►

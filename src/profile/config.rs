use std::collections::BTreeMap;

use serde::{Deserialize, Serialize};

#[derive(Clone, PartialEq, Eq, Serialize, Deserialize)]
#[serde(tag = "type", rename_all = "snake_case")]
pub enum ProviderAuth {
    /// `Authorization: Bearer <token>`.
    #[serde(rename = "api_key_env", alias = "env", alias = "api_key")]
    ApiKeyEnv {
        #[serde(default)]
        keys: Vec<String>,
    },
    /// Token sent in a custom header, e.g. Azure's `api-key`.
    #[serde(alias = "header_env")]
    HttpHeaderEnv {
        header: String,
        #[serde(default)]
        keys: Vec<String>,
        #[serde(default, skip_serializing_if = "Option::is_none")]
        prefix: Option<String>,
    },
}

impl std::fmt::Debug for ProviderAuth {
    fn fmt(&self, f: &mut std::fmt::Formatter<'_>) -> std::fmt::Result {
        match self {
            ProviderAuth::ApiKeyEnv { keys } => {
                f.debug_struct("ApiKeyEnv").field("keys", keys).finish()
            }
            ProviderAuth::HttpHeaderEnv {
                header,
                keys,
                prefix,
            } => f
                .debug_struct("HttpHeaderEnv")
                .field("header", header)
                .field("keys", keys)
                .field("prefix", prefix)
                .finish(),
        }
    }
}

#[derive(Debug, Clone, PartialEq, Eq, Serialize, Deserialize, Default)]
pub struct ProviderConfig {
    #[serde(default)]
    pub base_url: Option<String>,
    #[serde(default)]
    pub default_model: Option<String>,
    /// Route each model to `deployments/{model}/chat/completions` under `base_url`.
    #[serde(default)]
    pub deployments: bool,
    #[serde(default)]
    pub http_headers: BTreeMap<String, String>,
    #[serde(default)]
    pub http_query_params: BTreeMap<String, String>,
    #[serde(default)]
    pub auth: Option<ProviderAuth>,
}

◄

■ What is being asked ■
Reply with nothing but the number of lines in the data that include the word "derive".

■ Output of the task ■
2